Il est facile de reconnaître, par les piédroits restés debout, qu’il y avait dans ce monument douze portes, dont plusieurs sont intactes ; toutes, sans exception, sont ornées de sculptures sur les faces internes de leurs embrasures ; quelques-unes méritent d’être décrites. Je citerai, entre autres, la principale porte qui du portique donne accès dans la salle à colonnes ; cette porte a sur chaque côté de son embrasure un bas-relief représentant un personnage qui a une canne dans une main, et dans l’autre une espèce de bouquet ou de fleur de lotus. Au parasol et au chasse-mouches que tiennent au-dessus de la tête de ce personnage deux serviteurs de taille plus petite, on doit reconnaître en lui le roi. Au fond de la salle, deux autres portes sont ornées de sculptures représentant le même sujet, qu’on trouve d’ailleurs fort souvent répété dans les monumens de Persépolis.
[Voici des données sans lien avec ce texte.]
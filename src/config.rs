//! # Global task manager configuration.
//!
//! Provides [`Config`] centralized settings for a [`TaskManager`](crate::TaskManager)
//! and [`PollOptions`], the retry/deadline budget of completion polling.
//!
//! Config is used in two ways:
//! 1. **Manager creation**: `TaskManager::builder(config)`
//! 2. **Registration defaults**: `CreationOptions::default()` inherits `Config::default_timeout()`
//!
//! ## Sentinel values
//! - `timeout = 0s` → work units run without a time limit
//! - `bus_capacity = 0` → clamped to 1

use std::time::Duration;

/// Retry/deadline budget for completion polling.
///
/// A check makes up to `retry + 1` attempts; each attempt waits at most `wait`
/// for the work unit to reach a terminal state.
#[derive(Clone, Copy, Debug, PartialEq, Eq)]
pub struct PollOptions {
    /// Additional attempts after the first one.
    pub retry: u32,
    /// Per-attempt deadline.
    pub wait: Duration,
}

impl PollOptions {
    /// Creates a polling budget.
    pub fn new(retry: u32, wait: Duration) -> Self {
        Self { retry, wait }
    }

    /// Total number of attempts (`retry + 1`).
    #[inline]
    pub fn attempts(&self) -> u32 {
        self.retry.saturating_add(1)
    }
}

impl Default for PollOptions {
    /// `retry = 3`, `wait = 15s`.
    fn default() -> Self {
        Self {
            retry: 3,
            wait: Duration::from_millis(15_000),
        }
    }
}

/// Global configuration for the task manager.
///
/// ## Field semantics
/// - `bus_capacity`: Event bus ring buffer size (min 1; clamped by Bus)
/// - `poll`: Default polling budget for completion checks
/// - `timeout`: Default run timeout for work units (`0s` = no timeout)
#[derive(Clone, Debug)]
pub struct Config {
    /// Capacity of the event bus broadcast channel ring buffer.
    ///
    /// Slow subscribers that lag behind more than `bus_capacity` messages skip older items.
    pub bus_capacity: usize,

    /// Default polling budget, returned by [`TaskManager::poll_options`](crate::TaskManager::poll_options).
    pub poll: PollOptions,

    /// Default run timeout applied to work units registered without an explicit one.
    ///
    /// - `Duration::ZERO` = no timeout
    /// - `> 0` = the run is cancelled and the unit faulted once exceeded
    pub timeout: Duration,
}

impl Config {
    /// Returns the default run timeout as an `Option`.
    #[inline]
    pub fn default_timeout(&self) -> Option<Duration> {
        if self.timeout == Duration::ZERO {
            None
        } else {
            Some(self.timeout)
        }
    }

    /// Returns a bus capacity clamped to a minimum of 1.
    #[inline]
    pub fn bus_capacity_clamped(&self) -> usize {
        self.bus_capacity.max(1)
    }
}

impl Default for Config {
    /// Default configuration:
    ///
    /// - `bus_capacity = 1024`
    /// - `poll = PollOptions::default()` (3 retries, 15s per attempt)
    /// - `timeout = 0s` (no timeout)
    fn default() -> Self {
        Self {
            bus_capacity: 1024,
            poll: PollOptions::default(),
            timeout: Duration::ZERO,
        }
    }
}

#[cfg(test)]
mod tests {
    use super::*;

    #[test]
    fn sentinels() {
        let mut cfg = Config::default();
        assert_eq!(cfg.default_timeout(), None);
        cfg.timeout = Duration::from_secs(2);
        assert_eq!(cfg.default_timeout(), Some(Duration::from_secs(2)));
        cfg.bus_capacity = 0;
        assert_eq!(cfg.bus_capacity_clamped(), 1);
    }

    #[test]
    fn attempts_do_not_overflow() {
        assert_eq!(PollOptions::new(0, Duration::ZERO).attempts(), 1);
        assert_eq!(PollOptions::new(u32::MAX, Duration::ZERO).attempts(), u32::MAX);
    }
}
À ces représentations de la majesté royale viennent se mêler des souvenirs de la mythologie persane. Le mythéisme de l’idolâtrie antique a, comme le culte de la souveraineté temporelle du monarque, une très grande place dans les sujets représentés à Persépolis. Les symboles obscurs et fantastiques de la religion des Perses, empruntés au monde terrestre ou inventés par une imagination bizarre, sont là partout à côté de la figure du roi. Ainsi, sur plusieurs portes de ce palais, est sculpté un personnage combattant et éventrant d’un coup de poignard un animal qui se défend sous sa main vigoureuse. Quel est ce personnage ? Est-il dieu, roi ou simple mortel ? Rien ne le caractérise assez pour qu’on reconnaisse son essence ; quelle qu’elle soit, il est impossible de méconnaître que cette sculpture symbolique a un sens religieux : l’animal immolé est tour à tour, un lion, un taureau, un griffon ou un monstre qui a une tête horrible, avec de grandes oreilles et une corne sur le front ; les pattes de devant de cet animal chimérique sont semblables à celles du lion, tandis que celles de derrière tiennent des serres de l’aigle ; son corps est emplumé, il a de grandes ailes, et sa croupe se termine par une queue de scorpion.

Des voyageurs, notamment l’Anglais Ker-Porter, se sont singulièrement mépris sur cette queue. Ker-Porter l’a représentée dans son Atlas comme une continuation de la colonne vertébrale, c’est là sans contredit une idée fort ridicule ; il faut cependant être juste, et ne pas trop s’étonner qu’en face de sculptures aussi bizarres, on ait pu admettre quelquefois certaines formes, certaines idées que répudie le bon sens.